Menurut Pitlo, pengertian untung rugi dapat digunakan dalam dua arti, yaitu:
a.      saldo (sisa) yang ada pada akhir perkawinan mereka
b.  keuntungan (winst) berupa semua aktiva. Sedangkan kerugian (verlies) adalah semua pasiva.

Harta pribadi milik suami atau isteri bukan termasuk katogeri untung rugi. Dalam pasal 157 B.W dimasukkan kedalam keuntungan karena ada tambahan harta kekayaan suami isteri selama perkawinan yang disebabkan oleh:
a.  hasil harta kekayaan mereka: sewa rumah, bunga uang, deviden, saham, dsb.
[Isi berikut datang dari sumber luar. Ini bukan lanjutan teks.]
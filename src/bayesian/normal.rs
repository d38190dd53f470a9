//! Standard normal quantiles for approximate credible intervals.
//!
//! Only the upper half of the quantile function is needed: a central interval
//! with coverage `c` uses `z = Φ⁻¹(0.5 + c/2)`. Values come from Acklam's
//! rational approximation (relative error below 1.2e-9).

#![allow(clippy::excessive_precision)]

// Central region, numerator and denominator in r = (p - 1/2)².
const CENTRAL_NUM: [f64; 6] = [
    -3.969_683_028_665_376e1,
    2.209_460_984_245_205e2,
    -2.759_285_104_469_687e2,
    1.383_577_518_672_690e2,
    -3.066_479_806_614_716e1,
    2.506_628_277_459_239,
];
const CENTRAL_DEN: [f64; 6] = [
    -5.447_609_879_822_406e1,
    1.615_858_368_580_409e2,
    -1.556_989_798_598_866e2,
    6.680_131_188_771_972e1,
    -1.328_068_155_288_572e1,
    1.0,
];

// Upper tail, in q = sqrt(-2 ln(1 - p)).
const TAIL_NUM: [f64; 6] = [
    -7.784_894_002_430_293e-3,
    -3.223_964_580_411_365e-1,
    -2.400_758_277_161_838,
    -2.549_732_539_343_734,
    4.374_664_141_464_968,
    2.938_163_982_698_783,
];
const TAIL_DEN: [f64; 5] = [
    7.784_695_709_041_462e-3,
    3.224_671_290_700_398e-1,
    2.445_134_137_142_996,
    3.754_408_661_907_416,
    1.0,
];

const TAIL_START: f64 = 1.0 - 0.02425;

fn horner(coeffs: &[f64], x: f64) -> f64 {
    coeffs.iter().fold(0.0, |acc, &c| acc * x + c)
}

/// `Φ⁻¹(p)` for `p` in `[0.5, 1)`; inputs are clamped into that range.
fn upper_quantile(p: f64) -> f64 {
    let p = p.clamp(0.5, 1.0 - 1e-15);
    if p <= TAIL_START {
        let q = p - 0.5;
        let r = q * q;
        q * horner(&CENTRAL_NUM, r) / horner(&CENTRAL_DEN, r)
    } else {
        let q = (-2.0 * (1.0 - p).ln()).sqrt();
        -horner(&TAIL_NUM, q) / horner(&TAIL_DEN, q)
    }
}

/// Two-sided z multiplier for a central interval with the given coverage.
pub(crate) fn two_sided_z(confidence: f64) -> f64 {
    upper_quantile(0.5 + confidence / 2.0)
}
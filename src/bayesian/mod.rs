//! Dirichlet-multinomial inference over the six face probabilities.
//!
//! The prior is a vector of Dirichlet pseudo-counts, one per face. Observing
//! roll counts turns it into a posterior by elementwise addition, from which
//! two point estimators follow in closed form:
//!
//! - the posterior mean (Bayes estimator) `αᵢ / Σαⱼ`
//! - the posterior mode (MAP estimator) `max(0, αᵢ - 1) / max(1, Σαⱼ - 6)`
//!
//! The free functions operate on plain slices and never mutate their inputs.
//! [`DiePosterior`] wraps the same arithmetic in a stateful model that also
//! reports posterior variance and credible intervals.
//!
//! # Example: free functions
//!
//! ```
//! use dicebayes::bayesian::{compute_bayes_estimator, compute_map_estimator, compute_posterior};
//!
//! let prior = [1.0 / 6.0; 6];
//! let observed = [10.0, 0.0, 0.0, 0.0, 0.0, 0.0];
//!
//! let posterior = compute_posterior(&prior, &observed).expect("six entries each");
//! let mean = compute_bayes_estimator(&posterior).expect("six entries");
//! assert!((mean.iter().sum::<f64>() - 1.0).abs() < 1e-9);
//! assert!(mean[0] > mean[5]);
//!
//! let map = compute_map_estimator(&prior, &observed).expect("six entries each");
//! assert!(map[0] > 0.0);
//! ```
//!
//! # Example: stateful model
//!
//! ```
//! use dicebayes::bayesian::DiePosterior;
//!
//! let mut model = DiePosterior::uniform();
//! model.update(&[3, 2, 4, 1, 2, 12]).expect("six counts");
//!
//! let mean = model.posterior_mean();
//! assert!(mean[5] > mean[0]);
//! ```

mod dirichlet;
mod estimators;
mod normal;

pub use dirichlet::DiePosterior;
pub use estimators::{compute_bayes_estimator, compute_map_estimator, compute_posterior};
Serta pendapatan mereka masing-masing sebagai hasil usaha dan kerajinan mereka.
b.  Tabungan pendapatan-pendapatan yang tidak terhabiskan, yang telah dikurangi dengan berbagaipengeluaran.

2.      Penentuan Hasil dan Pendapatan
Ketentuan ini menentukan bahwa antara suami dan isteri hanya akan ada kebersamaan hasil dan pendapatan, sehingga tidak ada kebersamaan bulat dan tidak ada pula kebersamaan untung rugi.
Dalam hal ini ada 3 jenis harta kekayaan:
a.       harta pribadi suami
b.      harta pribadi isteri
c.       harta persatuan
Mengenai kebersamaan hasil dan pendapatan ini, apabila kebersamaan tersebut menunjukkan kerugian maka si suami lah yang bertanggung jawab, istri tidak turut bertanggungjawab. Bila kebersamaan ini menimbulkan keuntungan, maka keuntungan akan dibagi dua antara suami dan isteri.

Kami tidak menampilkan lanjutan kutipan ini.